Employers as well as police should heed the U.S. Supreme Court's ruling that the Fourth Amendment requires law enforcement officials to get a search warrant before using electronic technology to track suspects, legal experts said.
The high court's Jan. 23 decision in United States v. Jones, No. 10-1259, focused on the use of a Global Positioning System (GPS) device and other high-tech gadgets in criminal investigations.
But experts said the majority and two concurring opinions offer guidance to employers in a time when advances in technology have changed the face of the workplace.
Attorney Bradford A. LeHew of Fisher & Phillips LLP noted that the use of GPS devices is becoming more common in certain industries.
For example, delivery businesses may use the technology to devise more efficient routes, said LeHew, whose practice centers on employment discrimination cases.
LeHew said salespeople, recruiters and other employees whose work takes them outside the office may use GPS devices to find their way to appointments.
And employees use computers and mobile phones to send and receive e-mails, LeHew said.

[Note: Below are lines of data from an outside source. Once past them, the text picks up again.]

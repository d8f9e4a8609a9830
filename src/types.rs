use chrono::{DateTime, Utc};
use serde::{Deserialize, Serialize};

/// One `[longitude, latitude]` vertex of a polygon ring.
pub type Coordinate = [f64; 2];

/// A polygon ring: ordered vertices, first and last expected to coincide.
pub type Ring = Vec<Coordinate>;

/// Geographic bounding box of a polygon ring
#[derive(Debug, Clone, Copy, PartialEq, Serialize, Deserialize)]
pub struct BoundingBox {
    pub min_lon: f64,
    pub max_lon: f64,
    pub min_lat: f64,
    pub max_lat: f64,
}

/// Affine geotransform mapping pixel (col, row) to geographic (x, y).
///
/// For north-up rasters the rotation terms are zero and `pixel_height`
/// is negative.
#[derive(Debug, Clone, Copy, PartialEq, Serialize, Deserialize)]
pub struct GeoTransform {
    pub origin_x: f64,
    pub pixel_width: f64,
    pub row_rotation: f64,
    pub origin_y: f64,
    pub col_rotation: f64,
    pub pixel_height: f64,
}

impl GeoTransform {
    /// Build from a GDAL-style coefficient array
    /// `[origin_x, pixel_width, row_rotation, origin_y, col_rotation, pixel_height]`.
    pub fn from_gdal(coeffs: [f64; 6]) -> Self {
        Self {
            origin_x: coeffs[0],
            pixel_width: coeffs[1],
            row_rotation: coeffs[2],
            origin_y: coeffs[3],
            col_rotation: coeffs[4],
            pixel_height: coeffs[5],
        }
    }

    /// Ground area covered by one pixel, in the raster's native linear unit.
    pub fn pixel_area(&self) -> f64 {
        (self.pixel_width * self.pixel_height).abs()
    }
}

/// Valid elevation samples clipped from a DSM under a polygon's envelope.
///
/// No-data pixels have already been removed; `samples` is never empty for a
/// window returned by a successful clip.
#[derive(Debug, Clone)]
pub struct ElevationWindow {
    /// Valid elevation samples, meters
    pub samples: Vec<f64>,
    /// Pixel width in the raster's native unit
    pub resolution_x: f64,
    /// Pixel height (absolute value) in the raster's native unit
    pub resolution_y: f64,
}

impl ElevationWindow {
    pub fn pixel_area(&self) -> f64 {
        (self.resolution_x * self.resolution_y).abs()
    }

    pub fn pixel_count(&self) -> usize {
        self.samples.len()
    }
}

/// How the area/perimeter figures were obtained
#[derive(Debug, Clone, Copy, PartialEq, Eq, Serialize, Deserialize)]
#[serde(rename_all = "snake_case")]
pub enum CalculationMethod {
    /// UTM reprojection and planar math on projected coordinates
    Geodesic,
    /// Fixed degrees-to-meters scaling of raw coordinates; markedly less
    /// accurate away from the equator
    Simple,
}

/// Aggregate statistics over an elevation window
#[derive(Debug, Clone, Copy, PartialEq, Serialize, Deserialize)]
pub struct ElevationStats {
    pub min: f64,
    pub max: f64,
    pub mean: f64,
    pub std: f64,
    pub median: f64,
}

/// Calculation provenance attached to every measurement
#[derive(Debug, Clone, PartialEq, Serialize, Deserialize)]
pub struct MeasurementMetadata {
    #[serde(skip_serializing_if = "Option::is_none")]
    pub resolution_x: Option<f64>,
    #[serde(skip_serializing_if = "Option::is_none")]
    pub resolution_y: Option<f64>,
    #[serde(skip_serializing_if = "Option::is_none")]
    pub pixel_count: Option<usize>,
    pub calculation_method: CalculationMethod,
    pub coordinate_system: String,
    pub confidence_score: f64,
    #[serde(skip_serializing_if = "Option::is_none")]
    pub dsm_file: Option<String>,
}

/// Result record returned to the caller for area and volume measurements.
///
/// Volume-only fields are omitted from the JSON form for area-only requests.
#[derive(Debug, Clone, PartialEq, Serialize, Deserialize)]
pub struct MeasurementResult {
    pub area_square_meters: f64,
    pub area_hectares: f64,
    pub area_acres: f64,
    pub perimeter_meters: f64,
    #[serde(skip_serializing_if = "Option::is_none")]
    pub volume_cubic_meters: Option<f64>,
    #[serde(skip_serializing_if = "Option::is_none")]
    pub cut_volume_cubic_meters: Option<f64>,
    #[serde(skip_serializing_if = "Option::is_none")]
    pub fill_volume_cubic_meters: Option<f64>,
    #[serde(skip_serializing_if = "Option::is_none")]
    pub base_elevation_meters: Option<f64>,
    #[serde(skip_serializing_if = "Option::is_none")]
    pub average_height_meters: Option<f64>,
    #[serde(skip_serializing_if = "Option::is_none")]
    pub elevation_stats: Option<ElevationStats>,
    pub measurement_name: String,
    pub coordinates: Ring,
    pub timestamp: DateTime<Utc>,
    pub metadata: MeasurementMetadata,
}

/// Elevation statistics extended with the min-to-max spread
#[derive(Debug, Clone, Copy, PartialEq, Serialize, Deserialize)]
pub struct ProfileStats {
    #[serde(flatten)]
    pub stats: ElevationStats,
    pub range: f64,
}

/// Result record for elevation-only analysis
#[derive(Debug, Clone, PartialEq, Serialize, Deserialize)]
pub struct ElevationReport {
    pub measurement_name: String,
    pub elevation_stats: ProfileStats,
    pub coordinates: Ring,
    pub timestamp: DateTime<Utc>,
    pub dsm_file: String,
}

/// Error types for spatial measurement
#[derive(Debug, thiserror::Error)]
pub enum MeasureError {
    #[error("Invalid GeoJSON polygon format")]
    InvalidPolygon,

    #[error("DSM file not found: {0}")]
    RasterNotFound(String),

    #[error("polygon does not intersect DSM")]
    NoIntersection,

    #[error("no valid elevation data found within polygon")]
    EmptyWindow,

    #[error("projection backend unavailable: {0}")]
    Projection(String),

    #[error("Processing error: {0}")]
    Processing(String),

    #[error("GDAL error: {0}")]
    Gdal(#[from] gdal::errors::GdalError),

    #[error("I/O error: {0}")]
    Io(#[from] std::io::Error),

    #[error("JSON error: {0}")]
    Json(#[from] serde_json::Error),
}

/// Result type for measurement operations
pub type MeasureResult<T> = Result<T, MeasureError>;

LeHew said employers should take steps to shield themselves from possible legal hassles if they monitor their employees' use of technology.
Courts likely would hold that employees have no expectation of privacy when driving a company car or using other company equipment during work hours, LeHew said.
But he said employers should inform their employees anyway if they are tracking the employees' movements or checking the minutes they rack up on company-issued mobile phones.
"To avoid complaints or lawsuits filed by employees who have been monitored, it's important for employers to craft narrowly tailored policies regarding the electronic-monitoring capabilities that they have," LeHew said.
LeHew said such policies are particularly important if employers allow their employees to use company equipment when they are off the clock.
Employers should tell their employees how to disable the monitoring features on the equipment, LeHew said.
And he said employers should not use any information gathered during an employee's off hours if the employee does not disable the monitoring features.
"Where the employee is on personal time, the employer should not gather data on their whereabouts or activity," LeHew said.
Employers who gather such data take the risk of being accused of improperly using personal information to make work-related decisions, he said.
For example, information from GPS devices or e-mails could reveal that an employee attended services at a mosque, went to a union meeting or received treatment at a dialysis center or cancer hospital, LeHew said.
"Even though that knowledge may not be used to make an employment decision, it's still there," he said. "And if the employee discovers that the employer has that information, they could use that in a discrimination case."
He said employers also should not require their employees to check their e-mail at night and on weekends to avoid questions about whether the employees should be paid for that time.
LeHew said Supreme Court Justice Sonia M. Sotomayor in her concurring opinion in Jones did not tie the ruling to employment cases.
But Sotomayor discussed privacy issues stemming from the use of technology that could arise in employment cases, LeHew said.
And he said Sotomayor predicted these issues will ultimately land before the Supreme Court.
Attorney Adam J. Sheppard of Sheppard Law Firm P.C. also predicted that the high court will someday be examining when employer monitoring intrudes on an employee's privacy.
And Sheppard predicted the court will be building its rulings in part on City of Ontario, Calif. v. Quon. 130 S. Ct. 2619 (2010).
The plaintiff in Quon was a SWAT team member who used his police-issued pager device to send and receive personal as well as work-related text messages.
The officer, who said he had permission to use the pager for personal messages, reimbursed the police force for overage charges.
But the officer's supervisors later decided to check his messages and discovered that many were personal, including some that were sexually explicit.
The officer filed a suit that included a Fourth Amendment claim after he was disciplined for his use of the pager.
The Supreme Court decided the case on narrow grounds, but did say it was assuming that the officer had a reasonable expectation in his personal messages.
"Fourth Amendment advocates such as myself point to the Quon decision as a signal on how the court would rule if forced to squarely decide the issue of whether an employee had a reasonable expect of privacy in messages he sent and received on an employer-issued technological device," said Sheppard, a criminal defense attorney.
Sheppard said he would be pleased if the high court issued such a ruling.
"I think it would be a victory for the privacy protections embodied in the Fourth Amendment," he said.